6 Marzo 2009 CHIAREZZA
Al fine di non avere dubbi circa la mia capacità di poter esprimere con chiarezza il mio pensiero ho deciso di scrivere tutto quello che a mio parere ritengo sia indispensabile per evitare il più possibile confusione e fraintendimenti.
Dopo una vita impegnata e non facile mi ritrovo ora ad affrontare gli ultimi giorni che restano e ad evitare di diventare un peso per me e per chi dovesse trovarsi in qualche modo nei pressi, anche sulla scorta dei vari libri che ho letto, dei suggerimenti degli specialisti che frequento, ho deciso di convertirmi al bene.
Che cosa sia il bene per me solo io lo so e poiché solo chi si è arricchito potrà donare, a chi merita ovviamente, ogni giorno sempre più mi convinco che questa sia la strada giusta da percorrere.
Non c’è Maestro di vita e studioso di tematiche relazionali che non suggerisca, a chi vuole vivere al meglio la propria vita, di aprirsi al mondo e coltivare molteplici amicizie.

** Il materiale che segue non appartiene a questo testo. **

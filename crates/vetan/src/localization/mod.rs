//! Interface strings for every language the scheme portal offers.
//!
//! Lookups never fail: a key with no entry for the active language is echoed
//! back verbatim, so a missing translation degrades to a readable key instead
//! of an error.

use std::collections::HashMap;
use std::sync::OnceLock;

use serde::{Deserialize, Serialize};

/// Languages offered on the opening screen of the wizard.
#[derive(Debug, Clone, Copy, PartialEq, Eq, Hash, Serialize, Deserialize)]
#[serde(rename_all = "lowercase")]
pub enum Language {
    En,
    Hi,
    Ta,
    Te,
    Mr,
}

impl Language {
    /// Selector order on the language screen.
    pub const ALL: [Language; 5] = [
        Language::Hi,
        Language::En,
        Language::Ta,
        Language::Te,
        Language::Mr,
    ];

    pub const fn code(self) -> &'static str {
        match self {
            Language::En => "en",
            Language::Hi => "hi",
            Language::Ta => "ta",
            Language::Te => "te",
            Language::Mr => "mr",
        }
    }

    pub const fn display_name(self) -> &'static str {
        match self {
            Language::En => "English",
            Language::Hi => "Hindi",
            Language::Ta => "Tamil",
            Language::Te => "Telugu",
            Language::Mr => "Marathi",
        }
    }

    pub fn parse(value: &str) -> Option<Self> {
        match value.trim().to_ascii_lowercase().as_str() {
            "en" | "english" => Some(Language::En),
            "hi" | "hindi" => Some(Language::Hi),
            "ta" | "tamil" => Some(Language::Ta),
            "te" | "telugu" => Some(Language::Te),
            "mr" | "marathi" => Some(Language::Mr),
            _ => None,
        }
    }
}

impl Default for Language {
    fn default() -> Self {
        Language::En
    }
}

/// Look up `key` for `language`, echoing the key back when no entry exists.
pub fn translate(language: Language, key: &str) -> &str {
    tables()
        .get(&language)
        .and_then(|table| table.get(key))
        .copied()
        .unwrap_or(key)
}

type Table = HashMap<&'static str, &'static str>;

static TABLES: OnceLock<HashMap<Language, Table>> = OnceLock::new();

fn tables() -> &'static HashMap<Language, Table> {
    TABLES.get_or_init(|| {
        let english: Table = ENGLISH.iter().copied().collect();
        let hindi: Table = HINDI.iter().copied().collect();

        let mut map = HashMap::with_capacity(Language::ALL.len());
        // Tamil, Telugu, and Marathi are not yet fully translated; they reuse
        // the English table with their own scheme banner.
        for (language, banner) in PARTIAL_BANNERS {
            let mut table = english.clone();
            table.insert("pmInternshipScheme", banner);
            map.insert(*language, table);
        }
        map.insert(Language::En, english);
        map.insert(Language::Hi, hindi);
        map
    })
}

const PARTIAL_BANNERS: &[(Language, &str)] = &[
    (Language::Ta, "Grand Youth PM Internship Program (Tamil)"),
    (Language::Te, "Grand Youth PM Internship Program (Telugu)"),
    (Language::Mr, "Grand Youth PM Internship Program (Marathi)"),
];

const ENGLISH: &[(&str, &str)] = &[
    (
        "vetanFullName",
        "Vocational Education and Training Assistance Network",
    ),
    ("pmInternshipScheme", "PM Internship Scheme for Rural Youth"),
    // Personal profile form
    ("fullNameLabel", "Full Name"),
    ("fullNamePlaceholder", "e.g., Ramesh Kumar"),
    ("dobLabel", "Date of Birth"),
    ("contactNumberLabel", "Contact Number"),
    ("contactNumberPlaceholder", "e.g., 9876543210"),
    ("addressLabel", "Full Address"),
    ("addressPlaceholder", "Village, Post, District, State"),
    ("genderLabel", "Gender"),
    ("genderSelectPlaceholder", "Select your gender"),
    ("genderMale", "Male"),
    ("genderFemale", "Female"),
    ("genderOther", "Other"),
    (
        "ageValidationError",
        "You must be at least 21 years old to apply.",
    ),
    ("nextButton", "Next"),
    // Internship preference form
    ("educationLabel", "Highest Education"),
    ("educationPlaceholder", "e.g., 12th Pass, ITI, Diploma"),
    ("locationLabel", "Current Location"),
    ("locationPlaceholder", "e.g., Jaipur, Rajasthan"),
    ("skillsLabel", "Your Skills"),
    (
        "skillsPlaceholder",
        "e.g., Basic computer, Spoken English, Driving",
    ),
    ("interestsLabel", "Your Interests"),
    (
        "interestsPlaceholder",
        "e.g., Farming, teaching children, healthcare",
    ),
    ("submitButton", "Find Internships"),
    ("submitButtonLoading", "Finding..."),
    ("bestMatchButton", "\u{1F3AF} Show Best Match Internship"),
    // Results page
    ("personalProfileTitle", "Tell Us About Yourself"),
    (
        "personalProfileSubtitle",
        "This information helps us verify your eligibility.",
    ),
    ("internshipProfileTitle", "What are you looking for?"),
    (
        "internshipProfileSubtitle",
        "This helps us find the best internship matches for you.",
    ),
    ("internshipMatchesTitle", "Your Internship Matches"),
    ("editProfileButton", "Edit Profile"),
    ("recommendedSectionTitle", "Top Recommendations For You"),
    ("otherSectionTitle", "Other Internship Options"),
    (
        "recommendationError",
        "Could not fetch recommendations at this time. Showing all available internships.",
    ),
    ("seeMore", "See More"),
    ("seeLess", "See Less"),
    // Loading screen
    ("loadingTitle", "Finding the best matches..."),
    (
        "loadingSubtitle",
        "Our AI is analyzing your profile to find internships just for you. Please wait a moment.",
    ),
    // Opportunity card
    ("recommendedTag", "Recommended"),
    ("skillsRequiredLabel", "Skills Required"),
    ("deadlineLabel", "Deadline"),
    ("daysLeft", "days left to apply"),
    ("deadlinePassed", "Deadline Passed"),
    ("applyNow", "Apply Now"),
    ("preview", "Preview"),
    ("feedbackPrompt", "Did you like this suggestion?"),
    ("feedbackThanks", "Thank you for your feedback!"),
    // Modal
    ("closeButton", "Close"),
];

const HINDI: &[(&str, &str)] = &[
    (
        "vetanFullName",
        "व्यावसायिक शिक्षा और प्रशिक्षण सहायता नेटवर्क",
    ),
    (
        "pmInternshipScheme",
        "ग्रामीण युवाओं के लिए पीएम इंटर्नशिप योजना",
    ),
    ("fullNameLabel", "पूरा नाम"),
    ("fullNamePlaceholder", "उदा., रमेश कुमार"),
    ("dobLabel", "जन्म तिथि"),
    ("contactNumberLabel", "संपर्क नंबर"),
    ("contactNumberPlaceholder", "उदा., 9876543210"),
    ("addressLabel", "पूरा पता"),
    ("addressPlaceholder", "गाँव, पोस्ट, जिला, राज्य"),
    ("genderLabel", "लिंग"),
    ("genderSelectPlaceholder", "अपना लिंग चुनें"),
    ("genderMale", "पुरुष"),
    ("genderFemale", "महिला"),
    ("genderOther", "अन्य"),
    (
        "ageValidationError",
        "आवेदन करने के लिए आपकी आयु कम से कम 21 वर्ष होनी चाहिए।",
    ),
    ("nextButton", "अगला"),
    ("educationLabel", "उच्चतम शिक्षा"),
    ("educationPlaceholder", "उदा., 12वीं पास, आईटीआई, डिप्लोमा"),
    ("locationLabel", "वर्तमान स्थान"),
    ("locationPlaceholder", "उदा., जयपुर, राजस्थान"),
    ("skillsLabel", "आपके कौशल"),
    (
        "skillsPlaceholder",
        "उदा., बेसिक कंप्यूटर, स्पोकन इंग्लिश, ड्राइविंग",
    ),
    ("interestsLabel", "आपकी रुचियां"),
    (
        "interestsPlaceholder",
        "उदा., खेती, बच्चों को पढ़ाना, स्वास्थ्य सेवा",
    ),
    ("submitButton", "इंटर्नशिप खोजें"),
    ("submitButtonLoading", "खोज रहे हैं..."),
    ("bestMatchButton", "\u{1F3AF} सर्वश्रेष्ठ मैच इंटर्नशिप दिखाएं"),
    ("personalProfileTitle", "हमें अपने बारे में बताएं"),
    (
        "personalProfileSubtitle",
        "यह जानकारी हमें आपकी पात्रता सत्यापित करने में मदद करती है।",
    ),
    ("internshipProfileTitle", "आप क्या ढूंढ रहे हैं?"),
    (
        "internshipProfileSubtitle",
        "यह हमें आपके लिए सर्वश्रेष्ठ इंटर्नशिप मैच खोजने में मदद करता है।",
    ),
    ("internshipMatchesTitle", "आपके इंटर्नशिप मैच"),
    ("editProfileButton", "प्रोफ़ाइल संपादित करें"),
    ("recommendedSectionTitle", "आपके लिए शीर्ष सिफारिशें"),
    ("otherSectionTitle", "अन्य इंटर्नशिप विकल्प"),
    (
        "recommendationError",
        "इस समय सिफारिशें प्राप्त नहीं हो सकीं। सभी उपलब्ध इंटर्नशिप दिखा रहे हैं।",
    ),
    ("seeMore", "और देखें"),
    ("seeLess", "कम देखें"),
    ("loadingTitle", "सर्वश्रेष्ठ मैच खोज रहे हैं..."),
    (
        "loadingSubtitle",
        "हमारा AI सिर्फ आपके लिए इंटर्नशिप खोजने के लिए आपकी प्रोफ़ाइल का विश्लेषण कर रहा है। कृपया प्रतीक्षा करें।",
    ),
    ("recommendedTag", "अनुशंसित"),
    ("skillsRequiredLabel", "आवश्यक कौशल"),
    ("deadlineLabel", "आवेदन की अंतिम तिथि"),
    ("daysLeft", "दिन बचे हैं"),
    ("deadlinePassed", "समय सीमा समाप्त"),
    ("applyNow", "अभी आवेदन करें"),
    ("preview", "विवरण देखें"),
    ("feedbackPrompt", "क्या आपको यह सुझाव पसंद आया?"),
    ("feedbackThanks", "आपकी प्रतिक्रिया के लिए धन्यवाद!"),
    ("closeButton", "बंद करें"),
];

#[cfg(test)]
mod tests {
    use super::*;

    #[test]
    fn unknown_key_is_echoed_back() {
        assert_eq!(translate(Language::En, "noSuchKey"), "noSuchKey");
        assert_eq!(translate(Language::Hi, "noSuchKey"), "noSuchKey");
    }

    #[test]
    fn hindi_table_is_fully_translated() {
        assert_eq!(
            translate(Language::Hi, "feedbackThanks"),
            "आपकी प्रतिक्रिया के लिए धन्यवाद!"
        );
        for (key, _) in ENGLISH {
            assert_ne!(
                translate(Language::Hi, key),
                *key,
                "hindi entry missing for {key}"
            );
        }
    }

    #[test]
    fn partial_languages_brand_the_banner_and_fall_back_to_english() {
        assert_eq!(
            translate(Language::Ta, "pmInternshipScheme"),
            "Grand Youth PM Internship Program (Tamil)"
        );
        assert_eq!(
            translate(Language::Mr, "feedbackThanks"),
            "Thank you for your feedback!"
        );
    }

    #[test]
    fn parse_accepts_codes_and_names() {
        assert_eq!(Language::parse("hi"), Some(Language::Hi));
        assert_eq!(Language::parse(" Telugu "), Some(Language::Te));
        assert_eq!(Language::parse("fr"), None);
    }

    #[test]
    fn selector_covers_every_language_once() {
        for language in Language::ALL {
            assert_eq!(Language::parse(language.code()), Some(language));
        }
    }
}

Quali devono essere le qualità che deve avere un amico è presto detto: l’amico è colui che ti accetta come sei, che ti apprezza, che ti ascolta, che non ti dice che cosa devi fare se sei in difficoltà ma che tutt’al più ti dice, se glielo chiedi, che cosa farebbe lui o che cosa ha fatto lui quando si è trovato, lui pure, in certi simili frangenti.

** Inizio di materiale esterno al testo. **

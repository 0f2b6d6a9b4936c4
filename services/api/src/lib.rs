mod cli;
mod demo;
mod infra;
mod routes;
mod server;

use vetan::error::AppError;

pub async fn run() -> Result<(), AppError> {
    cli::run().await
}
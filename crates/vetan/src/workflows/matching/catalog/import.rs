use std::collections::HashSet;
use std::io::Read;

use chrono::NaiveDate;
use serde::Deserialize;

use super::{Catalog, Opportunity, OpportunityId};

#[derive(Debug, thiserror::Error)]
pub enum CatalogImportError {
    #[error("failed to read catalog file: {0}")]
    Io(#[from] std::io::Error),
    #[error("invalid catalog CSV data: {0}")]
    Csv(#[from] csv::Error),
    #[error("catalog row {row}: {reason}")]
    Row { row: usize, reason: String },
}

pub(super) fn read_catalog<R: Read>(reader: R) -> Result<Catalog, CatalogImportError> {
    let mut csv_reader = csv::ReaderBuilder::new()
        .trim(csv::Trim::All)
        .from_reader(reader);

    let mut entries = Vec::new();
    let mut seen = HashSet::new();

    for (index, record) in csv_reader.deserialize::<CatalogRow>().enumerate() {
        // Row numbers are 1-based and the header occupies the first line.
        let row_number = index + 2;
        let row = record?;
        let entry = row.into_opportunity(row_number)?;

        if !seen.insert(entry.id) {
            return Err(CatalogImportError::Row {
                row: row_number,
                reason: format!("opportunity id {} appears more than once", entry.id),
            });
        }
        entries.push(entry);
    }

    if entries.is_empty() {
        return Err(CatalogImportError::Row {
            row: 1,
            reason: "catalog must contain at least one opportunity".to_string(),
        });
    }

    Ok(Catalog::new(entries))
}

#[derive(Debug, Deserialize)]
struct CatalogRow {
    #[serde(rename = "ID")]
    id: u32,
    #[serde(rename = "Title")]
    title: String,
    #[serde(rename = "Organization")]
    organization: String,
    #[serde(rename = "Location")]
    location: String,
    #[serde(rename = "Sector")]
    sector: String,
    #[serde(rename = "Description")]
    description: String,
    #[serde(rename = "Required Skills")]
    required_skills: String,
    #[serde(rename = "Deadline")]
    deadline: String,
}

impl CatalogRow {
    fn into_opportunity(self, row: usize) -> Result<Opportunity, CatalogImportError> {
        if self.title.is_empty() {
            return Err(CatalogImportError::Row {
                row,
                reason: "title must not be empty".to_string(),
            });
        }

        let deadline =
            NaiveDate::parse_from_str(&self.deadline, "%Y-%m-%d").map_err(|_| {
                CatalogImportError::Row {
                    row,
                    reason: format!("deadline '{}' must be formatted YYYY-MM-DD", self.deadline),
                }
            })?;

        Ok(Opportunity {
            id: OpportunityId(self.id),
            title: self.title,
            organization: self.organization,
            location: self.location,
            description: self.description,
            required_skills: split_skills(&self.required_skills),
            sector: self.sector,
            deadline,
        })
    }
}

fn split_skills(raw: &str) -> Vec<String> {
    raw.split(';')
        .map(str::trim)
        .filter(|skill| !skill.is_empty())
        .map(str::to_string)
        .collect()
}
use super::common::*;
use crate::localization::{translate, Language};
use crate::workflows::matching::catalog::OpportunityId;
use crate::workflows::matching::results::FeedbackSignal;
use crate::workflows::matching::wizard::views::SessionView;

#[test]
fn snapshot_before_results_has_no_results_section() {
    let (service, _store) = build_service(FailingGateway);
    let session = service.open_session().expect("open session");

    let view = SessionView::from_session(&session, as_of());

    assert_eq!(view.stage, "language_select");
    assert_eq!(view.language, "en");
    assert!(view.results.is_none());
    assert_eq!(view.preferences.location, "Rural Rajasthan");
}

#[tokio::test]
async fn degraded_results_view_carries_the_unranked_notice() {
    let (service, _store) = build_service(FailingGateway);
    let (_id, session) = settle_results(&service).await;

    let view = SessionView::from_session(&session, as_of());
    let results = view.results.expect("results section");

    assert_eq!(results.phase, "degraded");
    assert_eq!(
        results.notice.as_deref(),
        Some(translate(Language::Hi, "recommendationError"))
    );
    assert!(results.subtitle.is_none());
    assert!(results.recommended.is_empty());
}

#[tokio::test]
async fn ready_results_view_has_plain_headline_copy() {
    let (service, _store) = build_service(ScriptedGateway::new(r#"{"recommended_ids": [7]}"#));
    let (_id, session) = settle_results(&service).await;

    let view = SessionView::from_session(&session, as_of());
    let results = view.results.expect("results section");

    assert_eq!(results.phase, "ready");
    assert_eq!(
        results.title,
        translate(Language::Hi, "internshipMatchesTitle")
    );
    assert!(results.notice.is_none());
    assert!(results.subtitle.is_none());
}

#[test]
fn loading_results_view_shows_the_waiting_copy() {
    let (service, store) = build_service(FailingGateway);
    let id = park_loading_session(&store);
    let session = service.session(&id).expect("fetch session");

    let view = SessionView::from_session(&session, as_of());
    let results = view.results.expect("results section");

    assert_eq!(results.phase, "loading");
    assert_eq!(results.title, translate(Language::En, "loadingTitle"));
    assert_eq!(
        results.subtitle.as_deref(),
        Some(translate(Language::En, "loadingSubtitle"))
    );
    assert!(results.recommended.is_empty());
    assert!(results.other.is_empty());
}

#[tokio::test]
async fn other_list_pages_at_three_until_expanded() {
    let (service, _store) = build_service(FailingGateway);
    let (id, session) = settle_results(&service).await;

    let view = SessionView::from_session(&session, as_of());
    let results = view.results.expect("results section");
    assert_eq!(results.other.len(), 3);
    assert_eq!(results.other_total, 5);
    assert!(!results.show_all_others);
    assert_eq!(
        results.other.iter().map(|card| card.id).collect::<Vec<_>>(),
        vec![1, 3, 7]
    );

    let expanded = service
        .set_view_options(&id, None, Some(true))
        .expect("expand other list");
    let view = SessionView::from_session(&expanded, as_of());
    let results = view.results.expect("results section");
    assert_eq!(results.other.len(), 5);
    assert!(results.show_all_others);
}

#[tokio::test]
async fn best_match_only_limits_recommended_cards_to_one() {
    let (service, _store) =
        build_service(ScriptedGateway::new(r#"{"recommended_ids": [7, 3, 9]}"#));
    let id = advance_to_preferences(&service);
    let session = service
        .submit_preferences(&id, preferences(), true)
        .await
        .expect("submit preferences");

    let view = SessionView::from_session(&session, as_of());
    let results = view.results.expect("results section");

    assert!(results.best_match_only);
    assert_eq!(results.recommended.len(), 1);
    assert_eq!(results.recommended[0].id, 7);
}

#[tokio::test]
async fn deadline_counter_formats_days_left_and_passed() {
    let (service, _store) = build_service(ScriptedGateway::new(r#"{"recommended_ids": [1]}"#));
    let (_id, session) = settle_results(&service).await;

    // Entry 1 closes on 2026-09-30.
    let view = SessionView::from_session(&session, ymd(2026, 9, 25));
    let card = &view.results.expect("results section").recommended[0];
    assert_eq!(card.days_left, 5);
    assert_eq!(
        card.deadline_status,
        format!("\u{23F3} 5 {}", translate(Language::Hi, "daysLeft"))
    );

    let view = SessionView::from_session(&session, ymd(2026, 10, 1));
    let card = &view.results.expect("results section").recommended[0];
    assert_eq!(card.days_left, -1);
    assert_eq!(
        card.deadline_status,
        translate(Language::Hi, "deadlinePassed")
    );
}

#[tokio::test]
async fn recorded_feedback_shows_on_the_card() {
    let (service, _store) = build_service(ScriptedGateway::new(r#"{"recommended_ids": [7, 3]}"#));
    let (id, _session) = settle_results(&service).await;
    service
        .record_feedback(&id, OpportunityId(7), FeedbackSignal::Satisfied)
        .expect("record feedback");

    let session = service.session(&id).expect("fetch session");
    let view = SessionView::from_session(&session, as_of());
    let results = view.results.expect("results section");

    let card = results
        .recommended
        .iter()
        .find(|card| card.id == 7)
        .expect("card for id 7");
    assert_eq!(card.feedback, Some(FeedbackSignal::Satisfied));
    assert!(card.recommended);

    let other = results.other.first().expect("other card");
    assert!(other.feedback.is_none());
    assert!(!other.recommended);
}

L’amico c’è quando lo cerchi e non ti importuna quando non hai tempo.
L’amico è colui che corre in tuo aiuto per esserti alleato e complice se necessario e tu altrettanto per lui qualora dovesse chiedertelo.
In questo mondo ‘strano’ per me è l’unica cosa degna da salvare.
Mi è piaciuta la frase letta ultimamente : ” L’amicizia è come un pomeriggio in cui non tramonta mai il sole”.
Quando ci siamo incontrati ho provato emozioni del tutto particolari e del tutto nuove e di segno estremamente positivo. Ho visto in te una donna seria, onesta, operativa che nella vita ha più dato di quello che ha goduto per cui ha molti crediti in sospeso.
Il tutto non disgiunto da un fascino sottile e dalla piacevolezza determinata da una presenza fisica di grande effetto. La proposta seria, onesta che mi sono sentito di farti è stata quella di frequentarci per conoscerci meglio per vedere se da ciò che poteva sembrare, poteva sortire un rapporto sano di amicizia vicendevolmente arricchente.
Alla luce di tutto questo non so chi avrebbe potuto mettere a me dei veti e costringermi a rinunciare di operare per me le scelte che ritengo utili ed importanti per una mia sopravvivenza appagante.
Trovo molto più sconveniente vivere di nascosto e di dire di andare a Milano quando invece vado a Venezia.
Poiché non sono più un bambino che non deve dire le bugie alla mamma ritengo sia mio diritto avere un tempio personale all’interno del quale far entrare chi ritengo in un ambito di privatezza.
Alla luce di tutto questo non capisco perché dovrei nascondere il fatto di incontrarti, di scambiarci opinioni, esperienze, di frequentare persone e luoghi che a noi potessero interessare.
Con molta onestà e serenità posso dirti che mai mi sarei permesso di fare proposte furbescamente finalizzate.
Le premesse erano tali che potevano far presagire la possibilità di condividere momenti di spensieratezza, di allegria, di approfondimento di eventuali tematiche esistenziali difficili da superare da soli, in sostanza non avrebbe avuto senso la nostra frequentazione se i nostri incontri non ci avessero permesso, lasciandoci, di ringraziarci reciprocamente di quanto di bello avevamo potuto dare e ricevere.
Ad una visione esistenziale della vita di questo tipo io ci sono arrivato ora perché in passato ero inguaiato anch’io in tutte le pastoie delle convenzioni sociali: quelle abitudini che finiscono per fare dell’essere umano uno schiavo e non una persona libera nata per godere e non per portarsi la croce per tutta l’esistenza.
Ho ben capito che l’incontro magico, quello che ti sconvolge la vita ma che ti da pure brividi d’eterno non è frequente e che purtroppo ha il senso della finitudine.
L’amicizia se è vera ed autentica perché dovrebbe finire?
Solo se è stato uno dei tanti abbagli che si possono prendere o se non ne abbiamo compreso il grande vantaggio ed anziché coltivarla come un fiore prezioso, l’abbiamo lasciata seccare, potremo ritrovarci ancora disperatamente soli.